**Your objective:** Beneath this line is the data. Output exactly the lines from the line with "for gateway operations." to the line with "pub enum GatewayError", both ends included, and nothing more.

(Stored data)
== Segment start ==
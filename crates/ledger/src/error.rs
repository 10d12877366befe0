//! Gateway error types and result alias.
//!
//! All gateway implementations map their internal failures to these
//! standardized error types so the business layer above can stay
//! backend-agnostic.
//!
//! # Error Types
//!
//! - [`GatewayError::Connection`] - Network or transport-level failures
//! - [`GatewayError::Query`] - The rich-query executor rejected a selector
//! - [`GatewayError::Internal`] - Backend-specific internal errors
//! - [`GatewayError::Timeout`] - Operation exceeded its time limit
//!
//! # Example
//!
//! ```
//! use formledger_ledger::{GatewayError, GatewayResult};
//!
//! fn refuse(selector: &str) -> GatewayResult<()> {
//!     Err(GatewayError::query(format!("unsupported selector: {selector}")))
//! }
//! ```

use std::sync::Arc;

use thiserror::Error;

/// A boxed error type for source chain tracking.
pub type BoxError = Arc<dyn std::error::Error + Send + Sync>;

/// Result type alias for gateway operations.
pub type GatewayResult<T> = Result<T, GatewayError>;

/// Errors that can occur while talking to the ledger.
///
/// This enum is the canonical failure surface of [`LedgerGateway`]
/// implementations. Errors preserve their source chain via the `#[source]`
/// attribute, enabling debugging tools to display the full context.
///
/// [`LedgerGateway`]: crate::LedgerGateway
#[derive(Debug, Error)]
#[non_exhaustive]
pub enum GatewayError {
    /// Failure to communicate with the ledger host.
    #[error("connection error: {message}")]
    Connection {
        /// Description of the connection error.
        message: String,
        /// The underlying error that caused this connection failure.
        #[source]
        source: Option<BoxError>,
    },

    /// The rich-query executor rejected the submitted selector.
    #[error("invalid query: {message}")]
    Query {
        /// Description of what the executor objected to.
        message: String,
    },

    /// Ledger-side internal error.
    #[error("internal ledger error: {message}")]
    Internal {
        /// Description of the internal error.
        message: String,
        /// The underlying error that caused this internal failure.
        #[source]
        source: Option<BoxError>,
    },

    /// Operation exceeded its time limit.
    #[error("operation timeout")]
    Timeout,
}

impl GatewayError {
    /// Creates a new `Connection` error with the given message.
    #[must_use]
    pub fn connection(message: impl Into<String>) -> Self {
        Self::Connection { message: message.into(), source: None }
    }

    /// Creates a new `Connection` error with a message and source error.
    #[must_use]
    pub fn connection_with_source(
        message: impl Into<String>,
        source: impl std::error::Error + Send + Sync + 'static,
    ) -> Self {
        Self::Connection { message: message.into(), source: Some(Arc::new(source)) }
    }

    /// Creates a new `Query` error with the given message.
    #[must_use]
    pub fn query(message: impl Into<String>) -> Self {
        Self::Query { message: message.into() }
    }

    /// Creates a new `Internal` error with the given message.
    #[must_use]
    pub fn internal(message: impl Into<String>) -> Self {
        Self::Internal { message: message.into(), source: None }
    }

    /// Creates a new `Internal` error with a message and source error.
    #[must_use]
    pub fn internal_with_source(
        message: impl Into<String>,
        source: impl std::error::Error + Send + Sync + 'static,
    ) -> Self {
        Self::Internal { message: message.into(), source: Some(Arc::new(source)) }
    }

    /// Creates a new `Timeout` error.
    #[must_use]
    pub fn timeout() -> Self {
        Self::Timeout
    }
}

#[cfg(test)]
#[allow(clippy::unwrap_used)]
mod tests {
    use super::*;

    #[test]
    fn test_error_display() {
        let err = GatewayError::connection("connection refused");
        assert_eq!(err.to_string(), "connection error: connection refused");

        let err = GatewayError::query("unknown operator $regex");
        assert_eq!(err.to_string(), "invalid query: unknown operator $regex");

        let err = GatewayError::internal("compaction in progress");
        assert_eq!(err.to_string(), "internal ledger error: compaction in progress");

        assert_eq!(GatewayError::timeout().to_string(), "operation timeout");
    }

    #[test]
    fn test_source_chain_is_preserved() {
        let io = std::io::Error::new(std::io::ErrorKind::ConnectionReset, "reset by peer");
        let err = GatewayError::connection_with_source("stream closed", io);

        let source = std::error::Error::source(&err);
        assert!(source.is_some());
        assert_eq!(source.unwrap().to_string(), "reset by peer");
    }
}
== Segment end ==
**Problem solution:**
/// Result type alias for gateway operations.
pub type GatewayResult<T> = Result<T, GatewayError>;

/// Errors that can occur while talking to the ledger.
///
/// This enum is the canonical failure surface of [`LedgerGateway`]
/// implementations. Errors preserve their source chain via the `#[source]`
/// attribute, enabling debugging tools to display the full context.
///
/// [`LedgerGateway`]: crate::LedgerGateway
#[derive(Debug, Error)]
#[non_exhaustive]
pub enum GatewayError {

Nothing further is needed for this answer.